Subsequent to this particular scene, Dicaprio learns that the levels of deception and subterfuge run even deeper than was previously imagined. The web of lies, and the inexorable flow of events toward what can only be understood as the inevitable result of all the lies and betrayal, creates a situation in which the choices open to the characters become limited. DiCaprio faces the possibility of redemption through the ultimate heroic act; Damon faces not just death, which he would welcome, but humiliation, which he does not wish to face. In a turn of events, Damon becomes the hero, while Dicaprio dies, his identity (but not his suffering) acknowledged only post mortem, only to face his own death not with courage (which he does not have) but resignation.

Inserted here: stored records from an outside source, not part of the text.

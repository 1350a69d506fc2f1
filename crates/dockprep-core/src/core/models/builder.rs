use super::atom::Atom;
use super::ids::{ChainId, ModelId, ResidueId};
use super::residue::{HeteroFlag, ResidueNumber};
use super::structure::StructureRecord;
use thiserror::Error;

/// A record the builder refused to add; readers report these as structural warnings.
#[derive(Debug, Clone, PartialEq, Eq, Error)]
pub enum BuildConflict {
    #[error("residue {chain}:{number} is already named '{existing}', ignoring record named '{found}'")]
    ResidueNameConflict {
        chain: char,
        number: ResidueNumber,
        existing: String,
        found: String,
    },
    #[error("duplicate atom '{atom}' (alt-loc {alt_loc:?}) in residue {chain}:{number}")]
    DuplicateAtom {
        chain: char,
        number: ResidueNumber,
        atom: String,
        alt_loc: Option<char>,
    },
    #[error("atom record without an enclosing residue")]
    NoCurrentResidue,
}

/// Incremental constructor used by the format readers.
///
/// The builder tracks the current model, chain and residue so readers can feed records in
/// file order. A chain started before any model implicitly opens model 0.
#[derive(Debug, Default)]
pub struct StructureBuilder {
    structure: StructureRecord,
    current_model: Option<ModelId>,
    current_chain: Option<ChainId>,
    current_residue: Option<ResidueId>,
}

impl StructureBuilder {
    pub fn new(id: &str) -> Self {
        Self {
            structure: StructureRecord::new(id),
            ..Default::default()
        }
    }

    pub fn set_seqres(&mut self, chain: char, names: Vec<String>) -> &mut Self {
        self.structure.header.seqres.entry(chain).or_default().extend(names);
        self
    }

    pub fn start_model(&mut self, serial: Option<isize>) -> &mut Self {
        self.current_model = Some(self.structure.add_model(serial));
        self.current_chain = None;
        self.current_residue = None;
        self
    }

    pub fn start_chain(&mut self, id: char) -> &mut Self {
        let model_id = match self.current_model {
            Some(model_id) => model_id,
            None => {
                let model_id = self.structure.add_model(None);
                self.current_model = Some(model_id);
                model_id
            }
        };
        if self.current_chain.and_then(|c| self.structure.chain(c)).map(|c| c.id) != Some(id) {
            self.current_chain = self.structure.add_chain(model_id, id);
            self.current_residue = None;
        }
        self
    }

    /// Makes the residue `number` of the current chain current, creating it on first sight.
    ///
    /// # Errors
    ///
    /// Returns [`BuildConflict::ResidueNameConflict`] when the residue already exists under a
    /// different name; the current residue is cleared so the following atoms are rejected too.
    pub fn start_residue(
        &mut self,
        number: ResidueNumber,
        name: &str,
        hetero_flag: HeteroFlag,
    ) -> Result<&mut Self, BuildConflict> {
        let Some(chain_id) = self.current_chain else {
            self.current_residue = None;
            return Err(BuildConflict::NoCurrentResidue);
        };

        if let Some(existing_id) = self.structure.find_residue(chain_id, number) {
            let existing = self
                .structure
                .residue(existing_id)
                .map(|r| r.name.clone())
                .unwrap_or_default();
            if existing != name {
                self.current_residue = None;
                return Err(BuildConflict::ResidueNameConflict {
                    chain: self.chain_char(chain_id),
                    number,
                    existing,
                    found: name.to_string(),
                });
            }
            self.current_residue = Some(existing_id);
            return Ok(self);
        }

        self.current_residue = self
            .structure
            .add_residue(chain_id, number, name, hetero_flag);
        Ok(self)
    }

    /// Adds an atom to the current residue.
    ///
    /// # Errors
    ///
    /// Returns [`BuildConflict::DuplicateAtom`] if the residue already holds an atom with the same
    /// name and alternate-location code.
    pub fn add_atom(&mut self, atom: Atom) -> Result<&mut Self, BuildConflict> {
        let residue_id = self
            .current_residue
            .ok_or(BuildConflict::NoCurrentResidue)?;

        let duplicate = self
            .structure
            .atoms_of(residue_id)
            .any(|(_, a)| a.name == atom.name && a.alt_loc == atom.alt_loc);
        if duplicate {
            let residue = self.structure.residue(residue_id);
            return Err(BuildConflict::DuplicateAtom {
                chain: residue
                    .map(|r| self.chain_char(r.chain_id))
                    .unwrap_or(' '),
                number: residue
                    .map(|r| r.number)
                    .unwrap_or_else(|| ResidueNumber::from(0)),
                atom: atom.name,
                alt_loc: atom.alt_loc,
            });
        }

        self.structure.add_atom_to_residue(residue_id, atom);
        Ok(self)
    }

    pub fn build(self) -> StructureRecord {
        self.structure
    }

    fn chain_char(&self, chain_id: ChainId) -> char {
        self.structure.chain(chain_id).map(|c| c.id).unwrap_or(' ')
    }
}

One question the film does not answer is this - at what point do we untangle the webs of deceit that ensnare our lives? Is it even possible? While using the extreme circumstances of mob life and the necessary deception of undercover police work as a context, like Goodfellas and Bringing Out The Dead, Scorcese uses unusual circumstances to force us to look at the ways all the qualities and virtues we hold in high esteem, and the vices we abhor, are far more complex than we think, and exist within contexts in which they can look exactly like their opposite. Do any of us truly live lives of virtue and integrity, so unsullied by the necessary restrictions and limits of all the larger forces and contexts of our lives that we can look ourselves and our loved ones in the eye without fear or a sense of our own viciousness? Both Damon and DiCaprio display loyalty, betrayal, a tendency towards violence and a desire to not be sullied by violence, love for a woman while not being able to fully consummate that love (Damon physically, DiCaprio by not being present), and a desire to have the webs of deceit and all the tangled threads of lies and betrayal torn off, so each can be who they see themselves as - DiCaprio as just another state police officer, Damon as the hero wunderkind who saves the day for everyone. Of course, that great equalizer, the star of this movie - death - is the only real truth, the only thing that unwinds all those knots and cords and leave all the characters the same - a bloody corpse whose final identity is nothing more than the sum total of other people's stories about them.
Our identity, it seems, no matter how hard we try, is in the hands of those who recall us after we become the departed.